I'm doing self study about JSON with Spark SQL in v2.1 and am using the data from the link
https://catalog.data.gov/dataset/air-quality-measures-on-the-national-environmental-health-tracking-network
The problem I have is when I use :
val lines = spark.read
.option("multiLine", true).option("mode", "PERMISSIVE")
.json("E:/VW/meta_plus_sample_Data.json")`
I get Spark SQL returning all the data as one row.
+--------------------+--------------------+
| data| meta|
+--------------------+--------------------+
|[[row-8eh8_xxkx-u...|[[[[1439474950, t...|
+--------------------+--------------------+`
And when I remove:
.option("multiLine", true).option("mode", "PERMISSIVE")
I get an error as
Using Spark's default log4j profile: org/apache/spark/log4j-defaults.properties
Exception in thread "main" org.apache.spark.sql.AnalysisException: Since Spark 2.3, the queries from raw JSON/CSV files are disallowed when the
referenced columns only include the internal corrupt record column
(named _corrupt_record by default).
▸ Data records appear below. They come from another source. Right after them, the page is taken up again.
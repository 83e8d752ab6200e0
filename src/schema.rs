diesel::table! {
    notes (id) {
        id -> Varchar,
        payload -> Bytea,
        self_destruct -> Bool,
        created_at -> Timestamp,
        expires_at -> Timestamp,
    }
}
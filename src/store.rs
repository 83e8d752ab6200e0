//! Keyed note storage with per-entry expiry.
//!
//! Two backends implement [`NoteStore`]:
//! - [`memory::MemoryStore`]: in-process, sharded, used when no database is
//!   configured and by the tests
//! - [`postgres::PgStore`]: diesel over an r2d2 pool
//!
//! Every call is bounded by the timeout the store was built with.

use crate::{
    errors::{NoteError, StoreError},
    models::note::Note,
};

pub mod memory;
pub mod postgres;

pub trait NoteStore: Send + Sync {
    /// Inserts a note under its id. An id that is already present, live or
    /// expired, is rejected with [`NoteError::Conflict`].
    fn put(&self, note: Note) -> Result<(), NoteError>;

    /// Returns a live note without touching it.
    fn get(&self, id: &str) -> Result<Note, NoteError>;

    /// Reads and deletes a live note as one indivisible step. Of any number
    /// of concurrent callers for the same id at most one gets the note, the
    /// rest get [`NoteError::NotFound`].
    fn fetch_and_consume(&self, id: &str) -> Result<Note, NoteError>;

    /// Physically removes expired entries, returning how many went away.
    fn purge_expired(&self) -> Result<usize, StoreError>;
}
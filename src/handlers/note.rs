use actix_web::{
    error::UrlencodedError,
    http::header::{self, ContentType},
    web, HttpRequest, HttpResponse,
};
use serde_derive::Deserialize;

use super::validate;
use crate::{
    errors::{NoteError, ServerError},
    AppState,
};

#[derive(Deserialize)]
pub struct NewNoteForm {
    pub message: String,
    pub self_destruct: Option<bool>,
    pub lifetime_in_secs: Option<u64>,
}

pub fn form_error(err: UrlencodedError, _: &HttpRequest) -> actix_web::Error {
    match err {
        UrlencodedError::ContentType => ServerError::UnsupportedMediaType.into(),
        _ => ServerError::BadRequest("Invalid form data posted.").into(),
    }
}

pub async fn new(
    input: web::Form<NewNoteForm>,
    state: web::Data<AppState>,
) -> Result<HttpResponse, ServerError> {
    let input = input.into_inner();
    let ttl = match validate(&input.message, input.lifetime_in_secs) {
        Ok(ttl) => ttl,
        Err(msg) => return Err(ServerError::BadRequest(msg)),
    };
    let self_destruct = input.self_destruct.unwrap_or(true);

    let notes = state.notes.clone();
    let payload = input.message.into_bytes();
    let create = move || notes.create_note(payload, self_destruct, ttl);
    let note_id = web::block(create).await??;

    let note_url = format!("{}/{}", state.base_url, note_id);
    Ok(HttpResponse::Ok()
        .content_type(ContentType::html())
        .body(state.pages.success(&note_url, self_destruct)?))
}

pub async fn get(
    note_id: web::Path<String>,
    state: web::Data<AppState>,
) -> Result<HttpResponse, ServerError> {
    let note_id = note_id.into_inner();
    let notes = state.notes.clone();
    let lookup = note_id.clone();

    match web::block(move || notes.read_note(&lookup)).await? {
        Ok(read) => Ok(HttpResponse::Ok()
            .content_type(ContentType::html())
            .insert_header((header::CACHE_CONTROL, "no-store"))
            .body(state.pages.note(&read.payload, read.consumed)?)),
        Err(NoteError::NotFound) => Ok(HttpResponse::NotFound()
            .content_type(ContentType::html())
            .body(state.pages.not_found(&note_id)?)),
        Err(e) => Err(e.into()),
    }
}
use std::time::{Duration, SystemTime};

use diesel::{
    pg::PgConnection,
    prelude::*,
    r2d2::{ConnectionManager, CustomizeConnection},
    result::{DatabaseErrorKind, Error as DieselError},
};
use diesel_migrations::{embed_migrations, EmbeddedMigrations, MigrationHarness};

use super::NoteStore;
use crate::{
    errors::{NoteError, StoreError},
    models::note::Note,
    schema::notes::dsl::{expires_at, id, notes},
};

pub type Pool = r2d2::Pool<ConnectionManager<PgConnection>>;
type Connection = r2d2::PooledConnection<ConnectionManager<PgConnection>>;

pub const MIGRATIONS: EmbeddedMigrations = embed_migrations!("migrations");

/// Applies `statement_timeout` to every connection handed out by the pool so
/// no query can outlive the store timeout server side either.
#[derive(Debug)]
struct StatementTimeout(Duration);

impl CustomizeConnection<PgConnection, diesel::r2d2::Error> for StatementTimeout {
    fn on_acquire(&self, conn: &mut PgConnection) -> Result<(), diesel::r2d2::Error> {
        diesel::sql_query(format!("SET statement_timeout = {}", self.0.as_millis()))
            .execute(conn)
            .map(|_| ())
            .map_err(diesel::r2d2::Error::QueryError)
    }
}

/// PostgreSQL note store. Consumption is a single `DELETE ... RETURNING`,
/// so atomicity holds across every process sharing the database.
#[derive(Clone)]
pub struct PgStore {
    pool: Pool,
    timeout: Duration,
}

impl PgStore {
    /// Builds the pool and runs pending migrations.
    pub fn connect(database_url: &str, timeout: Duration) -> Result<PgStore, StoreError> {
        let manager = ConnectionManager::<PgConnection>::new(database_url);
        let pool = r2d2::Pool::builder()
            .connection_timeout(timeout)
            .connection_customizer(Box::new(StatementTimeout(timeout)))
            .build(manager)
            .map_err(|e| StoreError::Unavailable(e.to_string()))?;

        let store = PgStore { pool, timeout };
        store.migrate()?;
        Ok(store)
    }

    fn migrate(&self) -> Result<(), StoreError> {
        let mut connection = self.connection()?;
        let applied = connection
            .run_pending_migrations(MIGRATIONS)
            .map_err(|e| StoreError::Unavailable(e.to_string()))?;
        for migration in applied {
            log::info!("applied migration {migration}");
        }
        Ok(())
    }

    fn connection(&self) -> Result<Connection, StoreError> {
        // r2d2 only fails a checkout once connection_timeout has elapsed
        self.pool.get().map_err(|e| {
            log::warn!("note store pool checkout failed: {e}");
            StoreError::Timeout(self.timeout)
        })
    }
}

impl NoteStore for PgStore {
    fn put(&self, note: Note) -> Result<(), NoteError> {
        let mut connection = self.connection()?;

        let insert = diesel::insert_into(notes).values(&note);
        match insert.execute(&mut connection) {
            Ok(_) => Ok(()),
            Err(DieselError::DatabaseError(DatabaseErrorKind::UniqueViolation, _)) => {
                Err(NoteError::Conflict(note.id))
            }
            Err(e) => Err(StoreError::from(e).into()),
        }
    }

    fn get(&self, note_id: &str) -> Result<Note, NoteError> {
        let mut connection = self.connection()?;

        notes
            .filter(id.eq(note_id))
            .filter(expires_at.gt(SystemTime::now()))
            .first::<Note>(&mut connection)
            .optional()
            .map_err(StoreError::from)?
            .ok_or(NoteError::NotFound)
    }

    fn fetch_and_consume(&self, note_id: &str) -> Result<Note, NoteError> {
        let mut connection = self.connection()?;

        let live = notes
            .filter(id.eq(note_id))
            .filter(expires_at.gt(SystemTime::now()));
        diesel::delete(live)
            .get_result::<Note>(&mut connection)
            .optional()
            .map_err(StoreError::from)?
            .ok_or(NoteError::NotFound)
    }

    fn purge_expired(&self) -> Result<usize, StoreError> {
        let mut connection = self.connection()?;

        let expired = notes.filter(expires_at.le(SystemTime::now()));
        let purged = diesel::delete(expired).execute(&mut connection)?;
        Ok(purged)
    }
}
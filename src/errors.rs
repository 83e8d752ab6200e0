use std::time::Duration;

use actix_web::{http::StatusCode, HttpResponse};
use derive_more::Display;

/// Failures of the storage backend itself. Never retried inside the crate.
#[derive(Debug, Display)]
pub enum StoreError {
    #[display(fmt = "store unavailable: {}", _0)]
    Unavailable(String),
    #[display(fmt = "store operation timed out after {:?}", _0)]
    Timeout(Duration),
    #[display(fmt = "store returned a malformed result: {}", _0)]
    Malformed(String),
}

impl std::error::Error for StoreError {}

impl From<diesel::result::Error> for StoreError {
    fn from(err: diesel::result::Error) -> StoreError {
        use diesel::result::Error;

        match err {
            Error::DeserializationError(e) => StoreError::Malformed(e.to_string()),
            e => StoreError::Unavailable(e.to_string()),
        }
    }
}

#[derive(Debug, Display)]
pub enum NoteError {
    // expired, consumed and never-existed are deliberately the same outcome
    #[display(fmt = "note not found")]
    NotFound,
    #[display(fmt = "note id '{}' is already taken", _0)]
    Conflict(String),
    #[display(fmt = "note lifetime cannot be represented")]
    InvalidLifetime,
    #[display(fmt = "{}", _0)]
    Store(StoreError),
}

impl NoteError {
    pub fn is_not_found(&self) -> bool {
        matches!(self, NoteError::NotFound)
    }
}

impl std::error::Error for NoteError {
    fn source(&self) -> Option<&(dyn std::error::Error + 'static)> {
        match self {
            NoteError::Store(e) => Some(e),
            _ => None,
        }
    }
}

impl From<StoreError> for NoteError {
    fn from(err: StoreError) -> NoteError {
        NoteError::Store(err)
    }
}

/// Errors surfaced by the HTTP handlers. Handlers render a missing note
/// themselves, so every `Note` error that lands here is a server error.
#[derive(Debug, Display)]
pub enum ServerError {
    UnsupportedMediaType,
    #[display(fmt = "{}", _0)]
    BadRequest(&'static str),
    #[display(fmt = "template error: {}", _0)]
    Template(minijinja::Error),
    #[display(fmt = "blocking task failed")]
    Blocking,
    #[display(fmt = "{}", _0)]
    Note(NoteError),
}

impl From<NoteError> for ServerError {
    fn from(err: NoteError) -> ServerError {
        ServerError::Note(err)
    }
}

impl From<minijinja::Error> for ServerError {
    fn from(err: minijinja::Error) -> ServerError {
        ServerError::Template(err)
    }
}

impl From<actix_web::error::BlockingError> for ServerError {
    fn from(_: actix_web::error::BlockingError) -> ServerError {
        ServerError::Blocking
    }
}

impl actix_web::error::ResponseError for ServerError {
    fn status_code(&self) -> StatusCode {
        match self {
            ServerError::UnsupportedMediaType => StatusCode::UNSUPPORTED_MEDIA_TYPE,
            ServerError::BadRequest(_) => StatusCode::BAD_REQUEST,
            _ => StatusCode::INTERNAL_SERVER_ERROR,
        }
    }

    fn error_response(&self) -> HttpResponse {
        match self {
            ServerError::UnsupportedMediaType => {
                HttpResponse::UnsupportedMediaType().body("Invalid media type posted.")
            }
            ServerError::BadRequest(msg) => HttpResponse::BadRequest().body(*msg),
            e => {
                log::error!("{e}");
                HttpResponse::InternalServerError()
                    .body("Ops something went wrong. Please check the server logs.")
            }
        }
    }
}
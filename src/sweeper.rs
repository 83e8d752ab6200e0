use std::{
    sync::{
        mpsc::{self, RecvTimeoutError},
        Arc,
    },
    thread::{self, JoinHandle},
    time::Duration,
};

use crate::store::NoteStore;

/// Background thread reclaiming expired notes every `interval`.
///
/// Reads already ignore expired notes, this only frees their space. Stops
/// when shut down or dropped.
pub struct Sweeper {
    stop: Option<mpsc::Sender<()>>,
    handle: Option<JoinHandle<()>>,
}

impl Sweeper {
    pub fn spawn(store: Arc<dyn NoteStore>, interval: Duration) -> std::io::Result<Sweeper> {
        let (stop, stopped) = mpsc::channel::<()>();
        let handle = thread::Builder::new()
            .name("note-sweeper".into())
            .spawn(move || loop {
                match stopped.recv_timeout(interval) {
                    Err(RecvTimeoutError::Timeout) => match store.purge_expired() {
                        Ok(0) => {}
                        Ok(purged) => log::info!("purged {purged} expired notes"),
                        Err(e) => log::warn!("sweeping expired notes failed: {e}"),
                    },
                    _ => break,
                }
            })?;

        Ok(Sweeper {
            stop: Some(stop),
            handle: Some(handle),
        })
    }

    pub fn shutdown(mut self) {
        self.stop_and_join();
    }

    fn stop_and_join(&mut self) {
        // dropping the sender wakes the thread with Disconnected
        self.stop.take();
        if let Some(handle) = self.handle.take() {
            if handle.join().is_err() {
                log::error!("note sweeper panicked");
            }
        }
    }
}

impl Drop for Sweeper {
    fn drop(&mut self) {
        self.stop_and_join();
    }
}
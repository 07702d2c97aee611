//! Error types for stripify.
//!
//! Every failure in the loading and stripification passes is fatal: the
//! algorithms are deterministic, so nothing here is worth retrying.

use thiserror::Error;

/// Result type alias using [`StripError`].
pub type Result<T> = std::result::Result<T, StripError>;

/// Errors that can occur while loading a mesh or building strips.
#[derive(Error, Debug)]
pub enum StripError {
    /// A face references an invalid vertex index.
    #[error("face {face} references invalid vertex index {vertex}")]
    InvalidVertexIndex {
        /// The face index.
        face: usize,
        /// The invalid vertex index.
        vertex: usize,
    },

    /// A face references an invalid texture-coordinate index.
    #[error("face {face} references invalid texture coordinate index {tex_coord}")]
    InvalidTexCoordIndex {
        /// The face index.
        face: usize,
        /// The invalid texture-coordinate index.
        tex_coord: usize,
    },

    /// A face has duplicate vertex indices (degenerate triangle).
    #[error("face {face} is degenerate (has duplicate vertices)")]
    DegenerateFace {
        /// The face index.
        face: usize,
    },

    /// Consecutive faces of a strip do not share the vertices the
    /// linearizer needs to stitch them together.
    #[error("strip {strip} is broken at face position {position}: adjacent faces do not share an edge")]
    BrokenStrip {
        /// Index of the strip in the strip set.
        strip: usize,
        /// Position of the offending face within the strip.
        position: usize,
    },

    /// An output buffer could not be allocated.
    #[error("out of memory while allocating {what}")]
    OutOfMemory {
        /// The buffer being allocated.
        what: &'static str,
    },

    /// Invalid mesh state for the requested operation.
    #[error("invalid mesh state: {0}")]
    InvalidState(String),

    /// Invalid parameter value.
    #[error("invalid parameter: {name} = {value} ({reason})")]
    InvalidParameter {
        /// Parameter name.
        name: &'static str,
        /// The invalid value (as string).
        value: String,
        /// Reason the value is invalid.
        reason: &'static str,
    },
}

impl StripError {
    /// Create an invalid parameter error.
    pub fn invalid_param<T: std::fmt::Display>(
        name: &'static str,
        value: T,
        reason: &'static str,
    ) -> Self {
        StripError::InvalidParameter {
            name,
            value: value.to_string(),
            reason,
        }
    }
}

#[cfg(test)]
mod tests {
    use super::*;

    #[test]
    fn test_error_messages() {
        let err = StripError::BrokenStrip { strip: 2, position: 5 };
        assert_eq!(
            err.to_string(),
            "strip 2 is broken at face position 5: adjacent faces do not share an edge"
        );

        let err = StripError::invalid_param("max_strip_length", 0, "must be at least 1");
        assert_eq!(
            err.to_string(),
            "invalid parameter: max_strip_length = 0 (must be at least 1)"
        );
    }
}
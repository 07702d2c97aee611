//! Texture seam classification.
//!
//! Two faces across a shared edge normally share two vertex slots. When one
//! side had a shared vertex moved to a duplicate slot, the faces share fewer
//! slots and cannot be stitched into one strip without corrupting UVs.

use crate::mesh::FaceId;

use super::adjacency::MeshAdjacency;

/// Count the slots of `a` whose vertex appears nowhere in `b`.
#[inline]
pub fn unmatched_corners(a: &[u32; 3], b: &[u32; 3]) -> usize {
    a.iter().filter(|v| !b.contains(v)).count()
}

/// Whether `a` and `b` must not be consecutive in a strip.
///
/// Always `false` for untextured meshes.
pub fn is_seam(adjacency: &MeshAdjacency<'_>, a: FaceId, b: FaceId) -> bool {
    if !adjacency.is_textured() {
        return false;
    }
    unmatched_corners(&adjacency.vertices(a), &adjacency.vertices(b)) > 1
}

#[cfg(test)]
mod tests {
    use super::*;
    use crate::model::{MeshData, TexturedMesh};
    use nalgebra::{Point2, Point3};

    fn square(tex: [[usize; 3]; 2], textured: bool) -> TexturedMesh {
        let mut data = MeshData::new(
            vec![
                Point3::new(0.0, 0.0, 0.0),
                Point3::new(1.0, 0.0, 0.0),
                Point3::new(0.0, 1.0, 0.0),
                Point3::new(1.0, 1.0, 0.0),
            ],
            vec![[0, 1, 2], [1, 3, 2]],
        );
        if textured {
            data = data.with_tex_coords(vec![Point2::new(0.0, 0.0); 6], tex.to_vec());
        }
        TexturedMesh::from_data(data).unwrap()
    }

    #[test]
    fn test_unmatched_corners() {
        assert_eq!(unmatched_corners(&[0, 1, 2], &[1, 3, 2]), 1);
        assert_eq!(unmatched_corners(&[0, 1, 2], &[1, 3, 5]), 2);
        assert_eq!(unmatched_corners(&[0, 1, 2], &[2, 0, 1]), 0);
        assert_eq!(unmatched_corners(&[0, 1, 2], &[3, 4, 5]), 3);
    }

    #[test]
    fn test_shared_uvs_are_not_a_seam() {
        let model = square([[0, 1, 2], [1, 3, 2]], true);
        let adjacency = MeshAdjacency::new(&model);
        assert!(!is_seam(&adjacency, FaceId::new(0), FaceId::new(1)));
    }

    #[test]
    fn test_one_split_shared_vertex_is_a_seam() {
        // Only vertex 2 is duplicated: the faces still share vertex 1 but
        // face 0 now has two unmatched slots.
        let model = square([[0, 1, 2], [1, 3, 4]], true);
        let adjacency = MeshAdjacency::new(&model);
        assert!(is_seam(&adjacency, FaceId::new(0), FaceId::new(1)));
    }

    #[test]
    fn test_split_edge_is_a_seam() {
        let model = square([[0, 1, 2], [5, 3, 4]], true);
        let adjacency = MeshAdjacency::new(&model);
        assert!(is_seam(&adjacency, FaceId::new(0), FaceId::new(1)));
        assert!(is_seam(&adjacency, FaceId::new(1), FaceId::new(0)));
    }

    #[test]
    fn test_untextured_never_seams() {
        let model = square([[0, 0, 0], [0, 0, 0]], false);
        let adjacency = MeshAdjacency::new(&model);
        assert!(!is_seam(&adjacency, FaceId::new(0), FaceId::new(1)));
    }
}
//! # Stripify
//!
//! Seam-aware triangle strip generation for indexed triangle meshes.
//!
//! Stripify takes the triangles an importer produced, resolves texture seams
//! by duplicating vertices that are used with more than one texture
//! coordinate, and then partitions the faces into triangle strips that never
//! cross a seam. The result is a vertex buffer, an index buffer and one draw
//! range per strip.
//!
//! ## Features
//!
//! - **Half-edge adjacency**: O(1) "face across this edge" queries with type-safe indices
//! - **Seam handling**: per-corner texture coordinates with deduplicated vertex copies
//! - **Greedy stripification**: lowest-degree-first face selection with a strip length bound
//! - **Parallel mode**: independent mesh islands stripified on the rayon pool
//! - **GPU-ready output**: `bytemuck`-castable vertices and `u32` indices
//!
//! ## Quick Start
//!
//! ```
//! use stripify::prelude::*;
//! use nalgebra::{Point2, Point3};
//!
//! // A unit quad made of two triangles.
//! let data = MeshData::new(
//!     vec![
//!         Point3::new(0.0, 0.0, 0.0),
//!         Point3::new(1.0, 0.0, 0.0),
//!         Point3::new(0.0, 1.0, 0.0),
//!         Point3::new(1.0, 1.0, 0.0),
//!     ],
//!     vec![[0, 1, 2], [2, 1, 3]],
//! )
//! .with_tex_coords(
//!     vec![
//!         Point2::new(0.0, 0.0),
//!         Point2::new(1.0, 0.0),
//!         Point2::new(0.0, 1.0),
//!         Point2::new(1.0, 1.0),
//!     ],
//!     vec![[0, 1, 2], [2, 1, 3]],
//! );
//!
//! let model = TexturedMesh::from_data(data).unwrap();
//! let buffers = build_render_buffers(&model, &StripOptions::default(), &Progress::none()).unwrap();
//!
//! assert_eq!(buffers.topology, Topology::TriangleStrip);
//! assert_eq!(buffers.draws.len(), 1);
//! assert_eq!(buffers.indices, vec![0, 1, 2, 3]);
//! ```
//!
//! ## Step by Step
//!
//! The pipeline can also be driven one pass at a time:
//!
//! ```
//! use stripify::prelude::*;
//! use nalgebra::Point3;
//!
//! # let data = MeshData::new(
//! #     vec![
//! #         Point3::new(0.0, 0.0, 0.0),
//! #         Point3::new(1.0, 0.0, 0.0),
//! #         Point3::new(0.0, 1.0, 0.0),
//! #     ],
//! #     vec![[0, 1, 2]],
//! # );
//! let model = TexturedMesh::from_data(data).unwrap();
//!
//! let options = StripOptions::default().with_max_strip_length(64);
//! let strips = build_strips(&model, &options, &Progress::none()).unwrap();
//! let out = linearize(&model, &strips).unwrap();
//!
//! for (strip, range) in strips.iter().zip(&out.ranges) {
//!     println!("{} faces -> {} indices", strip.len(), range.count);
//! }
//! ```

#![warn(missing_docs)]
#![warn(clippy::all)]

pub mod error;
pub mod mesh;
pub mod model;
pub mod progress;
pub mod render;
pub mod strip;

/// Prelude module for convenient imports.
///
/// This module re-exports the most commonly used types and functions:
///
/// ```
/// use stripify::prelude::*;
/// ```
pub mod prelude {
    pub use crate::error::{Result, StripError};
    pub use crate::mesh::{build_from_triangles, FaceId, HalfEdgeMesh, VertexId};
    pub use crate::model::{FaceCorners, MeshData, TexturedMesh};
    pub use crate::progress::Progress;
    pub use crate::render::{build_render_buffers, RenderBuffers, RenderVertex, Topology};
    pub use crate::strip::{
        build_strips, linearize, stripify, triangle_list, DrawRange, Strip, StripIndices,
        StripOptions, StripSet,
    };
}

pub use progress::Progress;

// Re-export nalgebra types for convenience
pub use nalgebra;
For example:
spark.read.schema(schema).json(file).filter($"_corrupt_record".isNotNull).count()
and spark.read.schema(schema).json(file).select("_corrupt_record").show().
Instead, you can cache or save the parsed results and then send the same query.
For example, val df = spark.read.schema(schema).json(file).cache() and then
df.filter($"_corrupt_record".isNotNull).count().;
Is there an option to achieve it in Spark SQL with each record from file as one row in table?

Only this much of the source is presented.